▶ _REQUIREMENT_
Print nothing but the lines below starting at the line that holds "let store = Arc::new(in_memory::InMemoryStore::default());" and ending at the line that holds "let page = page.unwrap_or(1).max(1);", including both, each exactly as written.

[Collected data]
........

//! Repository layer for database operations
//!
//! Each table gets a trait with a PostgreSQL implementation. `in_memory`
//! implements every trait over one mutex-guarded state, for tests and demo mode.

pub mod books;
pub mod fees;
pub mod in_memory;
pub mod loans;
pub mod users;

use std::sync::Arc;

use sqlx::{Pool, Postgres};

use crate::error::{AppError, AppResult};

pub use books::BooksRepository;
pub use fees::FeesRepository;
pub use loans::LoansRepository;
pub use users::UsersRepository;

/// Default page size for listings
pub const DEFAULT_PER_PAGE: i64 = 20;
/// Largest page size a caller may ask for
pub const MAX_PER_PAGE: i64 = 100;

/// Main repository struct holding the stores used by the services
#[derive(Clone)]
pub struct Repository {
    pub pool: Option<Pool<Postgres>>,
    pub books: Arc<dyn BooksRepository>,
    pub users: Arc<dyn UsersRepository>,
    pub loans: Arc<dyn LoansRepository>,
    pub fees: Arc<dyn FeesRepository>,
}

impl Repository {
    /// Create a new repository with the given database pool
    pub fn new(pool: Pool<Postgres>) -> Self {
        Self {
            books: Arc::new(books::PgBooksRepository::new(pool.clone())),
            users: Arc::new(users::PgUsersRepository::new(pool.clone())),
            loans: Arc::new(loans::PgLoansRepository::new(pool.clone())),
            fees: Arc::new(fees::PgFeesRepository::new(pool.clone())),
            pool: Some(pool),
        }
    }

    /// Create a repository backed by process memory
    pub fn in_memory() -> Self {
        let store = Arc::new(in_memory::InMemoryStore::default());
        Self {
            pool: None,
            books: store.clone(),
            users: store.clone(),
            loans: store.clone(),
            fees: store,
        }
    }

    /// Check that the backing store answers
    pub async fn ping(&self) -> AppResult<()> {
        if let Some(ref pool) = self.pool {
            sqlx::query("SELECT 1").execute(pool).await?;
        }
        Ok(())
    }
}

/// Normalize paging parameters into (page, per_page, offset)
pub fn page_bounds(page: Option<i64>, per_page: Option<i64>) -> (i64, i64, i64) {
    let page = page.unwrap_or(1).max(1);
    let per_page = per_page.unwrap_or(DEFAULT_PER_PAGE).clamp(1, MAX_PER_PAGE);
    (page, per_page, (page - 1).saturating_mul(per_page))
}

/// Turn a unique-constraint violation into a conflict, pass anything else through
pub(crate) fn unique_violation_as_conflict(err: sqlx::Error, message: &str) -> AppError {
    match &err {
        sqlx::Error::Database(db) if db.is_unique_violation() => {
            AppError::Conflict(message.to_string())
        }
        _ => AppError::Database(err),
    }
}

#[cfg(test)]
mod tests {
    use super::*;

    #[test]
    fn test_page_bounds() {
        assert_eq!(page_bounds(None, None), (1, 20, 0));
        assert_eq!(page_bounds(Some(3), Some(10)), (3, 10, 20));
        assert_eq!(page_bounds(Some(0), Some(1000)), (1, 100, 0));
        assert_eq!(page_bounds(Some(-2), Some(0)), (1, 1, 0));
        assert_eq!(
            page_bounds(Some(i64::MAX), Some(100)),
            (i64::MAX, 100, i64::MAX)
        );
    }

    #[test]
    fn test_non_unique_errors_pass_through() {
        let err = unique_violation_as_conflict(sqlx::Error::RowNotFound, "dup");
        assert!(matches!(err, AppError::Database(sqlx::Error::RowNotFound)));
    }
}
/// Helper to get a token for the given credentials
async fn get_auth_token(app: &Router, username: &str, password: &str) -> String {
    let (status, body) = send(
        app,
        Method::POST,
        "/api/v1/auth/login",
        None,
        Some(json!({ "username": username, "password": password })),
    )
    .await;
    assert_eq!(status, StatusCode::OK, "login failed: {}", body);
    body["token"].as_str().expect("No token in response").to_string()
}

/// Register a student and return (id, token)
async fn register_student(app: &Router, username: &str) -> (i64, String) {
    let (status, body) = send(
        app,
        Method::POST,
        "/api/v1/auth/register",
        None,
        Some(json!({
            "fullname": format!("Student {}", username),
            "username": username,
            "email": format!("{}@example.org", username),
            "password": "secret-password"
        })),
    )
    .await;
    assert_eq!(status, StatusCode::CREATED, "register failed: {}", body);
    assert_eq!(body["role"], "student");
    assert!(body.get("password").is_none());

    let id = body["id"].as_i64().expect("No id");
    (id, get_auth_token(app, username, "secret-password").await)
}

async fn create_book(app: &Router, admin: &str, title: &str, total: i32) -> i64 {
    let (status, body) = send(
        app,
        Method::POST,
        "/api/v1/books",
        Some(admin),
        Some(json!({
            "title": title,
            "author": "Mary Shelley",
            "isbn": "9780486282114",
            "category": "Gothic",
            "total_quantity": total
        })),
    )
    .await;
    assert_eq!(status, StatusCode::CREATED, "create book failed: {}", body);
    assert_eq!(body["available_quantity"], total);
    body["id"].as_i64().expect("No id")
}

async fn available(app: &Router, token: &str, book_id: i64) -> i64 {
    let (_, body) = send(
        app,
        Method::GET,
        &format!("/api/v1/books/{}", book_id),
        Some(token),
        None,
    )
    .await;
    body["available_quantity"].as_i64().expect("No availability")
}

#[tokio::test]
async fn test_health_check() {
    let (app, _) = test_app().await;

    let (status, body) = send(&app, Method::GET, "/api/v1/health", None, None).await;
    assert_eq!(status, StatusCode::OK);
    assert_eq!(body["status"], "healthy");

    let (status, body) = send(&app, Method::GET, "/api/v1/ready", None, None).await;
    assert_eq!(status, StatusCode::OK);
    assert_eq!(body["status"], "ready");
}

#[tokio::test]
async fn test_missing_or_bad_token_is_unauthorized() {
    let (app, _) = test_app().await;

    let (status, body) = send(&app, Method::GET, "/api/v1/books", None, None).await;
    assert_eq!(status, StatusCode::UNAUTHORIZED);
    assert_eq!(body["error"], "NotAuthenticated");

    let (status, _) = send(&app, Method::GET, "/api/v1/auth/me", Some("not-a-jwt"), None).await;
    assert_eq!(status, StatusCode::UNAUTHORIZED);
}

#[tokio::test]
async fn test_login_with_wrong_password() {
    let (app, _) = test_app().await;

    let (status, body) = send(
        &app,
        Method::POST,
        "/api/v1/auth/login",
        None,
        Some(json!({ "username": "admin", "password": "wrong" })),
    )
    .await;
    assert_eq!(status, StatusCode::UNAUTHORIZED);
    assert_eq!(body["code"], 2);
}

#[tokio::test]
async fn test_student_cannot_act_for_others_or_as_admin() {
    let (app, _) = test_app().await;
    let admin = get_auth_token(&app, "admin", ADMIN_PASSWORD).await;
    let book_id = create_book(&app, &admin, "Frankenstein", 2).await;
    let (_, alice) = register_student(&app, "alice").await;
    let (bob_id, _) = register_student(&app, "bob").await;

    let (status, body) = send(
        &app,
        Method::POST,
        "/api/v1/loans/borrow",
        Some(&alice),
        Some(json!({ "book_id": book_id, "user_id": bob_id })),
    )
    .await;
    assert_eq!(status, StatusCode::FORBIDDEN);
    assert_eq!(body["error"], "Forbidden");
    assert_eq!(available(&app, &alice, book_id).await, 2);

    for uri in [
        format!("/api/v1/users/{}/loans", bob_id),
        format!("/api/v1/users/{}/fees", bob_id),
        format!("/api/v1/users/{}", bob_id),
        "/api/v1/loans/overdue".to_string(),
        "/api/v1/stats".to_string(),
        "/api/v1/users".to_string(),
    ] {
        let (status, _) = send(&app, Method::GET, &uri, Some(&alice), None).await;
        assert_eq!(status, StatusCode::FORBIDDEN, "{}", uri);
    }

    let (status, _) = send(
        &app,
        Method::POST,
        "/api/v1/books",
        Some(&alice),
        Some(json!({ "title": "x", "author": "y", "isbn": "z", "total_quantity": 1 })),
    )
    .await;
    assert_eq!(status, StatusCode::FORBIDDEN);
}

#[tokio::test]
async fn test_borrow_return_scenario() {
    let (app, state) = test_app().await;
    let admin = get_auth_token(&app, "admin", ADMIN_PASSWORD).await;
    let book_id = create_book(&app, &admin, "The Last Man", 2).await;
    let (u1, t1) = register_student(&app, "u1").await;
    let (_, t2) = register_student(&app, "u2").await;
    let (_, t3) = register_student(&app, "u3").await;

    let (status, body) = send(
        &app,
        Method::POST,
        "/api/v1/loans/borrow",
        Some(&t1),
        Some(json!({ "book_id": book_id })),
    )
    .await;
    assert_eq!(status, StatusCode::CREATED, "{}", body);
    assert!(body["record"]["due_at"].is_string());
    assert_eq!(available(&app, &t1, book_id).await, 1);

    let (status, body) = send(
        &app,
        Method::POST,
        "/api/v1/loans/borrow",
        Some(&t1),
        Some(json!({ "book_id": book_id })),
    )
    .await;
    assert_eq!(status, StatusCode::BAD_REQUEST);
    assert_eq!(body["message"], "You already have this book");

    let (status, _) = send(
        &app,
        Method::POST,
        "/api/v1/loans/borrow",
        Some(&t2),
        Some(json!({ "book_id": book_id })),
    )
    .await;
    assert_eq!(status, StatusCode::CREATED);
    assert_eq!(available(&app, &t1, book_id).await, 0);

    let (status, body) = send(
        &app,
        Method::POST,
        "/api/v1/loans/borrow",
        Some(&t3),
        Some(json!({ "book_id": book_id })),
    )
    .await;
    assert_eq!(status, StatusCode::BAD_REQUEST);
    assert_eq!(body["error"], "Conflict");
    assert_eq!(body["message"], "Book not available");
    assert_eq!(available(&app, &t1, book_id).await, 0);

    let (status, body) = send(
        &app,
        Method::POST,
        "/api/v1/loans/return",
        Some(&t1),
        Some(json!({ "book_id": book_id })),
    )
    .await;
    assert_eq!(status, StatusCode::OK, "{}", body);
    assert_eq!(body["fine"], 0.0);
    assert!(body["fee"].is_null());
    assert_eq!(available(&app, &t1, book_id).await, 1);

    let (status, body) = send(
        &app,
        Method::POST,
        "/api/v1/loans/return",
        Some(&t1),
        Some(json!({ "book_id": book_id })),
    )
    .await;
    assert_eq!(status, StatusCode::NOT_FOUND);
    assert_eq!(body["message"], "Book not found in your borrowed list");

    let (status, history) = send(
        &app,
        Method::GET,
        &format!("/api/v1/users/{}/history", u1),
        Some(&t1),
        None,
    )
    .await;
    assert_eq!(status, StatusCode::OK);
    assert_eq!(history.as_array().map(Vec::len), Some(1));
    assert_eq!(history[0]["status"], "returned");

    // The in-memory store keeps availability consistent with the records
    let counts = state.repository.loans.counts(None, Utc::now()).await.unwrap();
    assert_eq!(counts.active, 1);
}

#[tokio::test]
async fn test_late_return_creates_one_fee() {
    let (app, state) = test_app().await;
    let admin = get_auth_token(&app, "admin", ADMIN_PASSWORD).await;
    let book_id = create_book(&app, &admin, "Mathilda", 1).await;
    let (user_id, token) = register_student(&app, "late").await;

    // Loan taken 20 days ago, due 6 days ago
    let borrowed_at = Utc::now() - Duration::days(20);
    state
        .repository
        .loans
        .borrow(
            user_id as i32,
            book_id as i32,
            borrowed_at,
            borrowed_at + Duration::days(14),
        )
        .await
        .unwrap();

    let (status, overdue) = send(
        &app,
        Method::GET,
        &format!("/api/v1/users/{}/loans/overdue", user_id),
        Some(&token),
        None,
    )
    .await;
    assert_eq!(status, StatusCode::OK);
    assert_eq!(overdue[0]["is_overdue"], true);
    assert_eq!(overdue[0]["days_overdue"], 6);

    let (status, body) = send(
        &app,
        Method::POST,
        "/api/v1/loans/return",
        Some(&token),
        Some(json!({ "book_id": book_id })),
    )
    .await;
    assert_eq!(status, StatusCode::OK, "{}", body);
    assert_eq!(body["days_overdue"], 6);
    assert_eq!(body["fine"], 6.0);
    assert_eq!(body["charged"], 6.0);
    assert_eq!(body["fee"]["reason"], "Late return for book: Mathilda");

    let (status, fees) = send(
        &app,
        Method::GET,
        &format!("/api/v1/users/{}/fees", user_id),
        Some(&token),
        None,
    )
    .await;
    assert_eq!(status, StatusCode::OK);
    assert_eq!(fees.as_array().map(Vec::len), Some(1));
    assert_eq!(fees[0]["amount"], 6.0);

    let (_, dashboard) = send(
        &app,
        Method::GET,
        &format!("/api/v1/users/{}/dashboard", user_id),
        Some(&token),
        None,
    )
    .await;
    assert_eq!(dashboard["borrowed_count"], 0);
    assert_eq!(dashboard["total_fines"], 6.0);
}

........

▶ _ANSWER TO THIS EXERCISE_
        let store = Arc::new(in_memory::InMemoryStore::default());
        Self {
            pool: None,
            books: store.clone(),
            users: store.clone(),
            loans: store.clone(),
            fees: store,
        }
    }

    /// Check that the backing store answers
    pub async fn ping(&self) -> AppResult<()> {
        if let Some(ref pool) = self.pool {
            sqlx::query("SELECT 1").execute(pool).await?;
        }
        Ok(())
    }
}

/// Normalize paging parameters into (page, per_page, offset)
pub fn page_bounds(page: Option<i64>, per_page: Option<i64>) -> (i64, i64, i64) {
    let page = page.unwrap_or(1).max(1);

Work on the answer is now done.